The initial page of a website, where users usually start their interaction with the website. A homepage introduces a website and links to other web pages where supplementary information can be found, or other intents met (such as product pages where users can fulfil transactional intent).

HTTP status codes

A response from a server to an incoming request indicating the status of the requested page. In human terms: if you can't get to the page you've requested, these errors will tell you why.

HTTPS

The secure version of HTTP, which stands for hypertext transfer protocol. With HTTPS, information is encrypted as it is passed between computer and server, meaning that it cannot be intercepted by hackers.

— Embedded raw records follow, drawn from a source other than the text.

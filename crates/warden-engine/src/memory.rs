//! In-memory store implementation.
//!
//! Implements all four store traits behind a single `parking_lot` lock.
//! This is the default backing store for single-instance deployments and
//! the store double used throughout the test suite. Nothing is awaited
//! while the lock is held.

use std::collections::{BTreeMap, HashMap, HashSet};
use std::time::SystemTime;

use async_trait::async_trait;
use parking_lot::Mutex;

use warden_core::error::{StoreError, StoreResult};
use warden_core::level::TrustLevel;
use warden_core::record::{
    BanRecord, MessageEntry, MuteRecord, Report, ReportId, ReportStatus, StickerEntry, UserRecord,
    UserStats,
};
use warden_core::store::{AuditLog, HistoryStore, ReportStore, ResolveOutcome, UserDirectory};
use warden_core::types::{ChatId, MessageId, UserId};

#[derive(Default)]
struct Inner {
    users: HashMap<UserId, UserRecord>,
    seniors: HashSet<UserId>,
    messages: HashMap<UserId, Vec<MessageEntry>>,
    stickers: HashMap<UserId, Vec<StickerEntry>>,
    mutes: Vec<MuteRecord>,
    bans: Vec<BanRecord>,
    reports: BTreeMap<ReportId, Report>,
    next_report: u64,
}

/// In-memory implementation of every store trait.
pub struct MemoryStore {
    inner: Mutex<Inner>,
}

impl MemoryStore {
    /// Creates an empty store with the given configured senior
    /// identities. Their level records are pinned to senior immediately.
    pub fn new(seniors: impl IntoIterator<Item = UserId>) -> Self {
        let now = SystemTime::now();
        let mut inner = Inner::default();
        for id in seniors {
            inner.seniors.insert(id);
            let record = inner.users.entry(id).or_insert_with(|| UserRecord::new(id, now));
            record.level = TrustLevel::SeniorAdmin;
        }
        Self {
            inner: Mutex::new(inner),
        }
    }
}

impl Inner {
    fn record_mut(&mut self, user: UserId) -> &mut UserRecord {
        self.users
            .entry(user)
            .or_insert_with(|| UserRecord::new(user, SystemTime::now()))
    }
}

#[async_trait]
impl UserDirectory for MemoryStore {
    async fn level_of(&self, user: UserId) -> StoreResult<TrustLevel> {
        let mut inner = self.inner.lock();
        if inner.seniors.contains(&user) {
            // Self-healing read: re-pin regardless of what was written.
            let record = inner.record_mut(user);
            record.level = TrustLevel::SeniorAdmin;
            return Ok(TrustLevel::SeniorAdmin);
        }
        Ok(inner.record_mut(user).level)
    }

    async fn set_level(
        &self,
        user: UserId,
        level: TrustLevel,
        username: Option<&str>,
        first_name: Option<&str>,
    ) -> StoreResult<()> {
        let mut inner = self.inner.lock();
        let record = inner.record_mut(user);
        record.level = level;
        if username.is_some() {
            record.username = username.map(str::to_owned);
        }
        if first_name.is_some() {
            record.first_name = first_name.map(str::to_owned);
        }
        record.updated_at = SystemTime::now();
        Ok(())
    }

    async fn touch_metadata(
        &self,
        user: UserId,
        username: Option<&str>,
        first_name: Option<&str>,
    ) -> StoreResult<()> {
        let mut inner = self.inner.lock();
        let record = inner.record_mut(user);
        if username.is_some() {
            record.username = username.map(str::to_owned);
        }
        if first_name.is_some() {
            record.first_name = first_name.map(str::to_owned);
        }
        record.updated_at = SystemTime::now();
        Ok(())
    }

    async fn is_senior(&self, user: UserId) -> StoreResult<bool> {
        Ok(self.inner.lock().seniors.contains(&user))
    }

    async fn promote_senior(&self, user: UserId) -> StoreResult<()> {
        let mut inner = self.inner.lock();
        inner.seniors.insert(user);
        inner.record_mut(user).level = TrustLevel::SeniorAdmin;
        Ok(())
    }

    async fn all_users(&self) -> StoreResult<Vec<UserRecord>> {
        let inner = self.inner.lock();
        let mut users: Vec<UserRecord> = inner.users.values().cloned().collect();
        users.sort_by(|a, b| b.level.cmp(&a.level).then(a.id.cmp(&b.id)));
        Ok(users)
    }
}

#[async_trait]
impl HistoryStore for MemoryStore {
    async fn append_message(
        &self,
        user: UserId,
        at: SystemTime,
        is_spam: bool,
    ) -> StoreResult<()> {
        self.inner
            .lock()
            .messages
            .entry(user)
            .or_default()
            .push(MessageEntry { at, is_spam });
        Ok(())
    }

    async fn recent_message_flags(&self, user: UserId, limit: usize) -> StoreResult<Vec<bool>> {
        let inner = self.inner.lock();
        let flags = inner
            .messages
            .get(&user)
            .map(|entries| {
                entries
                    .iter()
                    .rev()
                    .take(limit)
                    .map(|e| e.is_spam)
                    .collect()
            })
            .unwrap_or_default();
        Ok(flags)
    }

    async fn append_sticker(&self, user: UserId, at: SystemTime) -> StoreResult<()> {
        self.inner
            .lock()
            .stickers
            .entry(user)
            .or_default()
            .push(StickerEntry { at });
        Ok(())
    }

    async fn recent_stickers(&self, user: UserId, limit: usize) -> StoreResult<Vec<SystemTime>> {
        let inner = self.inner.lock();
        let times = inner
            .stickers
            .get(&user)
            .map(|entries| entries.iter().rev().take(limit).map(|e| e.at).collect())
            .unwrap_or_default();
        Ok(times)
    }

    async fn clear_user(&self, user: UserId) -> StoreResult<()> {
        let mut inner = self.inner.lock();
        inner.messages.remove(&user);
        inner.stickers.remove(&user);
        Ok(())
    }
}

#[async_trait]
impl AuditLog for MemoryStore {
    async fn record_mute(&self, record: MuteRecord) -> StoreResult<()> {
        self.inner.lock().mutes.push(record);
        Ok(())
    }

    async fn record_ban(&self, record: BanRecord) -> StoreResult<()> {
        self.inner.lock().bans.push(record);
        Ok(())
    }

    async fn remove_bans(&self, user: UserId) -> StoreResult<()> {
        self.inner.lock().bans.retain(|b| b.user != user);
        Ok(())
    }

    async fn user_stats(&self, user: UserId) -> StoreResult<UserStats> {
        let inner = self.inner.lock();
        let messages = inner.messages.get(&user).map(Vec::as_slice).unwrap_or(&[]);
        Ok(UserStats {
            messages: messages.len() as u64,
            spam_messages: messages.iter().filter(|e| e.is_spam).count() as u64,
            stickers: inner.stickers.get(&user).map_or(0, |s| s.len() as u64),
            mutes: inner.mutes.iter().filter(|m| m.user == user).count() as u64,
            bans: inner.bans.iter().filter(|b| b.user == user).count() as u64,
            reports_made: inner
                .reports
                .values()
                .filter(|r| r.reporter == user)
                .count() as u64,
            reports_against: inner
                .reports
                .values()
                .filter(|r| r.reported == user)
                .count() as u64,
        })
    }
}

#[async_trait]
impl ReportStore for MemoryStore {
    async fn file_report(
        &self,
        reporter: UserId,
        reported: UserId,
        message: MessageId,
        chat: ChatId,
        reason: Option<String>,
        now: SystemTime,
    ) -> StoreResult<Report> {
        let mut inner = self.inner.lock();
        inner.next_report += 1;
        let report = Report {
            id: ReportId(inner.next_report),
            reporter,
            reported,
            message,
            chat,
            reason,
            status: ReportStatus::Pending,
            created_at: now,
        };
        inner.reports.insert(report.id, report.clone());
        Ok(report)
    }

    async fn get_report(&self, id: ReportId) -> StoreResult<Report> {
        self.inner
            .lock()
            .reports
            .get(&id)
            .cloned()
            .ok_or(StoreError::ReportNotFound(id))
    }

    async fn pending_reports(&self) -> StoreResult<Vec<Report>> {
        let inner = self.inner.lock();
        let mut pending: Vec<Report> = inner
            .reports
            .values()
            .filter(|r| r.status == ReportStatus::Pending)
            .cloned()
            .collect();
        pending.sort_by(|a, b| b.id.cmp(&a.id));
        Ok(pending)
    }

    async fn try_resolve(
        &self,
        id: ReportId,
        status: ReportStatus,
    ) -> StoreResult<ResolveOutcome> {
        // Check and write happen under one lock acquisition, which is the
        // compare-and-set the trait contract requires.
        let mut inner = self.inner.lock();
        let report = inner
            .reports
            .get_mut(&id)
            .ok_or(StoreError::ReportNotFound(id))?;
        if report.status != ReportStatus::Pending {
            return Ok(ResolveOutcome::AlreadyResolved(report.status));
        }
        report.status = status;
        Ok(ResolveOutcome::Resolved)
    }
}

Secure connection is now a ranking factor, with sites that do not use HTTPS being penalised in the rankings.

Impression

The amount of times an advert has been served through an advertising platform, not necessarily the amount of times it has been seen by a human user. Sometimes ads are served on part of a page that a human user might not scroll to.

Index

The database of websites and web pages upon which a search engine operates. Websites and pages can be added manually to an index, although much more common is automatic addition by a crawler, which scours the web for content and indexes it. If a page is not in the index of a search engine, it is not possible for it to be served in the organic results of that search engine.

Indexed

The state of a web page being added to or present in an index.

Infobox

A section of a search engine results page (SERP) which provides supplementary content to the user's query. An infobox is separate from traditional organic and paid results, and is designed with the goal of fulfilling user search intent within the search engine ecosystem, rather than requiring users to navigate away. Indicated by the red section below:

Keyword

A word or phrase deemed particularly important or relevant to the content of a website. Keywords form the basis for the functionality of search engines: users will enter queries of one or more words into search engines (via text or voice) which are designed to communicate their intent, and which search engines strive to match with relevant results as quickly as possible.

A vital part of SEO involves gaining a clear understanding of the keywords likely to be used by human users looking for information, or for a product or service. Understanding the relationship between different keywords and accompanying search intent is vital for search engines to be able to serve the correct results.

Keyword research

The practice of finding out which terms people use when looking for a product or service, and which related terms are likely to be used for closely related searches. The idea is to build a solid understanding of user behaviour and intent in a given niche, and to optimise the content on a website to be as well positioned to meet this intent as possible.

The result is web content that is tailored to real human needs, and which will likely perform better in search engines for related searches.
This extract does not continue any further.